MATERIAL TO PROCESS:
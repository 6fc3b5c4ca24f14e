//! Domain entities. Pure data structures decoded from callable responses.
//!
//! Field names follow the backend's camelCase wire format.

use crate::domain::Timestamp;
use serde::{Deserialize, Serialize};
use url::Url;

/// Stored media reference. At least one of `download_url`/`url` is needed
/// for the asset to contribute an image.
#[derive(Debug, Clone, Default, PartialEq, Serialize, Deserialize)]
#[serde(rename_all = "camelCase")]
pub struct MediaAsset {
    pub download_url: Option<String>,
    pub url: Option<String>,
    pub storage_path: Option<String>,
}

impl MediaAsset {
    /// Preferred URL string: download URL first, then plain URL.
    pub fn preferred_url(&self) -> Option<&str> {
        self.download_url.as_deref().or(self.url.as_deref())
    }
}

/// Published article as listed in the feed.
#[derive(Debug, Clone, PartialEq, Serialize, Deserialize)]
#[serde(rename_all = "camelCase")]
pub struct ArticleSummary {
    pub id: String,
    pub title: String,
    pub summary: Option<String>,
    pub status: Option<String>,
    pub cover_image: Option<MediaAsset>,
    pub media: Option<Vec<MediaAsset>>,
    pub likes_count: Option<u64>,
    pub comments_count: Option<u64>,
    pub published_at: Option<Timestamp>,
    pub updated_at: Option<Timestamp>,
}

impl ArticleSummary {
    /// Cover asset URL if it parses, else the first media item exposing a URL.
    pub fn hero_image_url(&self) -> Option<Url> {
        hero_image_url(self.cover_image.as_ref(), self.media.as_deref())
    }
}

/// Full article. Rendered body is `content_html` when non-empty, otherwise
/// `legacy_content`.
#[derive(Debug, Clone, PartialEq, Serialize, Deserialize)]
#[serde(rename_all = "camelCase")]
pub struct ArticleDetail {
    pub id: String,
    pub title: String,
    pub summary: Option<String>,
    pub status: Option<String>,
    pub content_html: Option<String>,
    pub legacy_content: Option<String>,
    pub cover_image: Option<MediaAsset>,
    pub media: Option<Vec<MediaAsset>>,
    pub likes_count: Option<u64>,
    pub comments_count: Option<u64>,
    pub published_at: Option<Timestamp>,
    pub updated_at: Option<Timestamp>,
    pub created_by: Option<String>,
}

/// Which field the rendered article body came from.
#[derive(Debug, Clone, Copy, PartialEq, Eq)]
pub enum BodySource {
    Html,
    Legacy,
}

impl ArticleDetail {
    /// The single body to render, if any.
    pub fn body(&self) -> Option<(BodySource, &str)> {
        non_empty(&self.content_html)
            .map(|html| (BodySource::Html, html))
            .or_else(|| non_empty(&self.legacy_content).map(|l| (BodySource::Legacy, l)))
    }

    /// Cover URL from the detail payload only (no media fallback).
    pub fn cover_image_url(&self) -> Option<Url> {
        self.cover_image
            .as_ref()
            .and_then(MediaAsset::preferred_url)
            .and_then(|s| Url::parse(s).ok())
    }

    pub fn hero_image_url(&self) -> Option<Url> {
        hero_image_url(self.cover_image.as_ref(), self.media.as_deref())
    }

    /// Feed-level view of this article, for opening without a feed entry.
    pub fn to_summary(&self) -> ArticleSummary {
        ArticleSummary {
            id: self.id.clone(),
            title: self.title.clone(),
            summary: self.summary.clone(),
            status: self.status.clone(),
            cover_image: self.cover_image.clone(),
            media: self.media.clone(),
            likes_count: self.likes_count,
            comments_count: self.comments_count,
            published_at: self.published_at,
            updated_at: self.updated_at,
        }
    }
}

fn non_empty(value: &Option<String>) -> Option<&str> {
    value.as_deref().filter(|s| !s.is_empty())
}

fn hero_image_url(cover: Option<&MediaAsset>, media: Option<&[MediaAsset]>) -> Option<Url> {
    if let Some(url) = cover
        .and_then(MediaAsset::preferred_url)
        .and_then(|s| Url::parse(s).ok())
    {
        return Some(url);
    }
    // Only the first media item with a URL is considered.
    media?
        .iter()
        .find_map(MediaAsset::preferred_url)
        .and_then(|s| Url::parse(s).ok())
}

/// A comment on an article. Only `likes_count`, `liked_by_current_user` and
/// `flagged_by_current_user` change after the initial fetch, and only from
/// toggle responses.
#[derive(Debug, Clone, PartialEq, Serialize, Deserialize)]
#[serde(rename_all = "camelCase")]
pub struct Comment {
    pub id: String,
    pub uid: Option<String>,
    pub display_name: String,
    pub avatar_url: Option<String>,
    pub message: String,
    pub created_at: Option<Timestamp>,
    pub likes_count: Option<u64>,
    pub liked_by_current_user: Option<bool>,
    pub flags_count: Option<u64>,
    pub flagged_by_current_user: Option<bool>,
}

impl Comment {
    pub fn is_liked(&self) -> bool {
        self.liked_by_current_user.unwrap_or(false)
    }

    pub fn is_flagged(&self) -> bool {
        self.flagged_by_current_user.unwrap_or(false)
    }
}

/// The caller's relationship to an article.
#[derive(Debug, Clone, Copy, PartialEq, Eq, Serialize, Deserialize)]
#[serde(rename_all = "camelCase")]
pub struct Engagement {
    pub liked: bool,
    pub likes_count: u64,
    pub comments_count: Option<u64>,
}

/// Response of the article and comment like toggles.
#[derive(Debug, Clone, Copy, PartialEq, Eq, Serialize, Deserialize)]
#[serde(rename_all = "camelCase")]
pub struct LikeToggle {
    pub liked: bool,
    pub likes_count: u64,
}

#[derive(Debug, Clone, Copy, PartialEq, Eq, Serialize, Deserialize)]
#[serde(rename_all = "camelCase")]
pub struct FlagToggle {
    pub flagged: bool,
    pub flags_count: Option<u64>,
}

#[derive(Debug, Clone, PartialEq, Serialize, Deserialize)]
#[serde(rename_all = "camelCase")]
pub struct AddedComment {
    pub comment: Comment,
    pub comments_count: u64,
}

/// Signed-in user as reported by the identity provider.
#[derive(Debug, Clone, PartialEq, Eq)]
pub struct Identity {
    pub uid: String,
    pub display_name: Option<String>,
    pub photo_url: Option<String>,
}

impl Identity {
    pub const FALLBACK_DISPLAY_NAME: &'static str = "Golden Armor fan";

    pub fn new(uid: impl Into<String>) -> Self {
        Self {
            uid: uid.into(),
            display_name: None,
            photo_url: None,
        }
    }

    /// Name shown next to the comment composer.
    pub fn display_name_or_default(&self) -> &str {
        non_empty(&self.display_name).unwrap_or(Self::FALLBACK_DISPLAY_NAME)
    }
}

/// Compact count for badges: `0` when absent, `12.3k` from ten thousand,
/// `1.2M` from a million.
pub fn format_count(value: Option<u64>) -> String {
    match value {
        None => "0".to_string(),
        Some(v) if v >= 1_000_000 => format!("{:.1}M", v as f64 / 1_000_000.0),
        Some(v) if v >= 10_000 => format!("{:.1}k", v as f64 / 1_000.0),
        Some(v) => v.to_string(),
    }
}

#[cfg(test)]
mod tests {
    use super::*;
    use serde_json::json;

    fn asset(download_url: Option<&str>, url: Option<&str>) -> MediaAsset {
        MediaAsset {
            download_url: download_url.map(String::from),
            url: url.map(String::from),
            storage_path: None,
        }
    }

    fn summary(cover: Option<MediaAsset>, media: Option<Vec<MediaAsset>>) -> ArticleSummary {
        ArticleSummary {
            id: "a1".into(),
            title: "Title".into(),
            summary: None,
            status: None,
            cover_image: cover,
            media,
            likes_count: None,
            comments_count: None,
            published_at: None,
            updated_at: None,
        }
    }

    #[test]
    fn test_hero_prefers_cover_download_url() {
        let s = summary(
            Some(asset(Some("https://cdn.test/dl.png"), Some("https://cdn.test/plain.png"))),
            Some(vec![asset(Some("https://cdn.test/media.png"), None)]),
        );
        assert_eq!(s.hero_image_url().unwrap().as_str(), "https://cdn.test/dl.png");
    }

    #[test]
    fn test_hero_falls_back_to_cover_url_then_media() {
        let s = summary(Some(asset(None, Some("https://cdn.test/plain.png"))), None);
        assert_eq!(s.hero_image_url().unwrap().as_str(), "https://cdn.test/plain.png");

        let s = summary(
            Some(asset(None, None)),
            Some(vec![
                asset(None, None),
                asset(None, Some("https://cdn.test/second.png")),
            ]),
        );
        assert_eq!(s.hero_image_url().unwrap().as_str(), "https://cdn.test/second.png");
    }

    #[test]
    fn test_hero_absent_without_resolvable_url() {
        assert!(summary(None, None).hero_image_url().is_none());
        assert!(summary(None, Some(vec![asset(None, None)])).hero_image_url().is_none());
        assert!(
            summary(Some(asset(Some("not a url"), None)), None)
                .hero_image_url()
                .is_none()
        );
    }

    #[test]
    fn test_summary_decodes_wire_shape() {
        let s: ArticleSummary = serde_json::from_value(json!({
            "id": "n1",
            "title": "Launch",
            "coverImage": { "downloadUrl": "https://cdn.test/c.png", "storagePath": "news/c.png" },
            "likesCount": 3,
            "publishedAt": { "_seconds": 1700000000, "_nanoseconds": 0 },
            "updatedAt": "1700000100.5"
        }))
        .unwrap();
        assert_eq!(s.likes_count, Some(3));
        assert_eq!(s.comments_count, None);
        assert_eq!(s.published_at.unwrap().seconds(), 1_700_000_000.0);
        assert_eq!(s.updated_at.unwrap().seconds(), 1_700_000_100.5);
    }

    #[test]
    fn test_body_prefers_non_empty_html() {
        let mut detail: ArticleDetail = serde_json::from_value(json!({
            "id": "n1",
            "title": "T",
            "contentHtml": "<p>hi</p>",
            "legacyContent": "old"
        }))
        .unwrap();
        assert_eq!(detail.body(), Some((BodySource::Html, "<p>hi</p>")));

        detail.content_html = Some(String::new());
        assert_eq!(detail.body(), Some((BodySource::Legacy, "old")));

        detail.legacy_content = None;
        assert_eq!(detail.body(), None);
    }

    #[test]
    fn test_comment_flags_default_false() {
        let c: Comment = serde_json::from_value(json!({
            "id": "c1",
            "displayName": "Fan",
            "message": "Nice"
        }))
        .unwrap();
        assert!(!c.is_liked());
        assert!(!c.is_flagged());
    }

    #[test]
    fn test_identity_display_name_fallback() {
        let mut identity = Identity::new("u1");
        assert_eq!(identity.display_name_or_default(), "Golden Armor fan");
        identity.display_name = Some(String::new());
        assert_eq!(identity.display_name_or_default(), "Golden Armor fan");
        identity.display_name = Some("Ada".into());
        assert_eq!(identity.display_name_or_default(), "Ada");
    }

    #[test]
    fn test_format_count() {
        assert_eq!(format_count(None), "0");
        assert_eq!(format_count(Some(9_999)), "9999");
        assert_eq!(format_count(Some(12_345)), "12.3k");
        assert_eq!(format_count(Some(1_240_000)), "1.2M");
    }
}
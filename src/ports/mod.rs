//! Port traits. API boundaries for the hexagon.
//!
//! - Outbound: Called by application into infrastructure (news backend,
//!   identity provider)

pub mod outbound;

pub use outbound::{IdentityPort, NewsPort, TokenIssuer};
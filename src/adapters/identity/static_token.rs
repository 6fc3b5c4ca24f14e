//! Fixed bearer token. For development and tests.

use crate::domain::{DomainError, Identity};
use crate::ports::TokenIssuer;

pub struct StaticTokenIssuer {
    token: String,
}

impl StaticTokenIssuer {
    pub fn new(token: impl Into<String>) -> Self {
        Self {
            token: token.into(),
        }
    }
}

#[async_trait::async_trait]
impl TokenIssuer for StaticTokenIssuer {
    async fn issue_token(&self, _identity: &Identity) -> Result<String, DomainError> {
        if self.token.is_empty() {
            return Err(DomainError::CredentialFetchFailed(
                "no ID token configured".to_string(),
            ));
        }
        Ok(self.token.clone())
    }
}
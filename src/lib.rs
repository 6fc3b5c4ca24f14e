//! armor-news: Client for the Golden Armor news callable functions, with Hexagonal Architecture.

pub mod adapters;
pub mod domain;
pub mod ports;
pub mod shared;
pub mod usecases;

TASK DIRECTIONS:
Read the listing above, then copy every line that includes the string "json".

OUTPUT OF THE TASK:
    use serde_json::json;
        let s: ArticleSummary = serde_json::from_value(json!({
        let mut detail: ArticleDetail = serde_json::from_value(json!({
        let c: Comment = serde_json::from_value(json!({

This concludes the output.